# DIRECTIONS FOR THIS TASK
Line by line, repeat the material below without any deviation.

+++ STUDY MATERIAL

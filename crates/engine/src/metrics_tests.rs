// SPDX-License-Identifier: BUSL-1.1
// Copyright (c) 2026 Alfred Jean LLC

use super::*;
use proptest::prelude::*;
use uk_core::ProviderId;

fn record(job: &str, ts: u64, success: bool) -> ExecutionRecord {
    ExecutionRecord::new(job, ProviderId::keeper(), ts).success(success).gas_used(100).fee_paid(7)
}

#[test]
fn ensure_starts_at_zero_and_never_resets() {
    let aggregator = MetricsAggregator::new();
    aggregator.ensure("harvest");
    assert_eq!(aggregator.get("harvest"), Some(ExecutionMetrics::default()));

    aggregator.apply(&record("harvest", 1, true));
    aggregator.ensure("harvest");

    assert_eq!(aggregator.get("harvest").unwrap().total_executions, 1);
}

#[test]
fn untracked_jobs_are_ignored() {
    let aggregator = MetricsAggregator::new();

    assert!(!aggregator.apply(&record("ghost", 1, true)));
    assert_eq!(aggregator.get("ghost"), None);
}

#[test]
fn replayed_records_do_not_double_count() {
    let aggregator = MetricsAggregator::new();
    aggregator.ensure("harvest");

    assert!(aggregator.apply(&record("harvest", 10, true)));
    assert!(aggregator.apply(&record("harvest", 20, false)));
    assert!(!aggregator.apply(&record("harvest", 20, false)));
    assert!(!aggregator.apply(&record("harvest", 10, true)));

    let metrics = aggregator.get("harvest").unwrap();
    assert_eq!(metrics.total_executions, 2);
    assert_eq!(metrics.successful_executions, 1);
    assert_eq!(metrics.failed_executions, 1);
    assert_eq!(metrics.total_gas_used, 200);
    assert_eq!(metrics.total_fees_paid, 14);
}

proptest! {
    #[test]
    fn totals_equal_distinct_timestamps(stamps in proptest::collection::vec(1u64..50, 0..40)) {
        let aggregator = MetricsAggregator::new();
        aggregator.ensure("job");
        let mut previous_total = 0;
        let mut newest = 0;
        let mut accepted = 0u64;
        for ts in &stamps {
            aggregator.apply(&record("job", *ts, true));
            if *ts > newest {
                newest = *ts;
                accepted += 1;
            }
            let total = aggregator.get("job").unwrap().total_executions;
            prop_assert!(total >= previous_total);
            previous_total = total;
        }
        let metrics = aggregator.get("job").unwrap();
        prop_assert_eq!(metrics.total_executions, accepted);
        prop_assert_eq!(metrics.successful_executions + metrics.failed_executions, metrics.total_executions);
    }
}
// SPDX-License-Identifier: BUSL-1.1
// Copyright (c) 2026 Alfred Jean LLC

//! `uk run` startup failures.

use crate::prelude::*;

#[test]
fn run_without_providers_exits_two() {
    let project = Project::with_config(&format!("{CHAIN}{}", job("idle", 1_000, 60, "low")));

    project.uk().args(&["run"]).exits_with(2).stderr_has("no providers enabled");
}

#[test]
fn run_rejects_invalid_jobs_before_deploying() {
    let project = Project::with_config(&format!("{CHAIN}{KEEPER}{}", job("broken", 0, 60, "low")));

    project.uk().args(&["run"]).exits_with(2).stderr_has("gas limit must be greater than zero");
}

#[test]
fn run_fails_when_nothing_deploys() {
    let project = Project::with_config(&format!("{CHAIN}{KEEPER}{}", job("harvest", 300_000, 3_600, "high")));

    project.uk().args(&["run"]).exits_with(1).stderr_has("no jobs were deployed");
}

++++++

# SOLVED PROBLEM
filename crates/engine/src/metrics_tests.rs
// SPDX-License-Identifier: BUSL-1.1
// Copyright (c) 2026 Alfred Jean LLC

use super::*;
use proptest::prelude::*;
use uk_core::ProviderId;

fn record(job: &str, ts: u64, success: bool) -> ExecutionRecord {
    ExecutionRecord::new(job, ProviderId::keeper(), ts).success(success).gas_used(100).fee_paid(7)
}

#[test]
fn ensure_starts_at_zero_and_never_resets() {
    let aggregator = MetricsAggregator::new();
    aggregator.ensure("harvest");
    assert_eq!(aggregator.get("harvest"), Some(ExecutionMetrics::default()));

    aggregator.apply(&record("harvest", 1, true));
    aggregator.ensure("harvest");

    assert_eq!(aggregator.get("harvest").unwrap().total_executions, 1);
}

#[test]
fn untracked_jobs_are_ignored() {
    let aggregator = MetricsAggregator::new();

    assert!(!aggregator.apply(&record("ghost", 1, true)));
    assert_eq!(aggregator.get("ghost"), None);
}

#[test]
fn replayed_records_do_not_double_count() {
    let aggregator = MetricsAggregator::new();
    aggregator.ensure("harvest");

    assert!(aggregator.apply(&record("harvest", 10, true)));
    assert!(aggregator.apply(&record("harvest", 20, false)));
    assert!(!aggregator.apply(&record("harvest", 20, false)));
    assert!(!aggregator.apply(&record("harvest", 10, true)));

    let metrics = aggregator.get("harvest").unwrap();
    assert_eq!(metrics.total_executions, 2);
    assert_eq!(metrics.successful_executions, 1);
    assert_eq!(metrics.failed_executions, 1);
    assert_eq!(metrics.total_gas_used, 200);
    assert_eq!(metrics.total_fees_paid, 14);
}

proptest! {
    #[test]
    fn totals_equal_distinct_timestamps(stamps in proptest::collection::vec(1u64..50, 0..40)) {
        let aggregator = MetricsAggregator::new();
        aggregator.ensure("job");
        let mut previous_total = 0;
        let mut newest = 0;
        let mut accepted = 0u64;
        for ts in &stamps {
            aggregator.apply(&record("job", *ts, true));
            if *ts > newest {
                newest = *ts;
                accepted += 1;
            }
            let total = aggregator.get("job").unwrap().total_executions;
            prop_assert!(total >= previous_total);
            previous_total = total;
        }
        let metrics = aggregator.get("job").unwrap();
        prop_assert_eq!(metrics.total_executions, accepted);
        prop_assert_eq!(metrics.successful_executions + metrics.failed_executions, metrics.total_executions);
    }
}
// SPDX-License-Identifier: BUSL-1.1
// Copyright (c) 2026 Alfred Jean LLC

//! `uk run` startup failures.

use crate::prelude::*;

#[test]
fn run_without_providers_exits_two() {
    let project = Project::with_config(&format!("{CHAIN}{}", job("idle", 1_000, 60, "low")));

    project.uk().args(&["run"]).exits_with(2).stderr_has("no providers enabled");
}

#[test]
fn run_rejects_invalid_jobs_before_deploying() {
    let project = Project::with_config(&format!("{CHAIN}{KEEPER}{}", job("broken", 0, 60, "low")));

    project.uk().args(&["run"]).exits_with(2).stderr_has("gas limit must be greater than zero");
}

#[test]
fn run_fails_when_nothing_deploys() {
    let project = Project::with_config(&format!("{CHAIN}{KEEPER}{}", job("harvest", 300_000, 3_600, "high")));

    project.uk().args(&["run"]).exits_with(1).stderr_has("no jobs were deployed");
}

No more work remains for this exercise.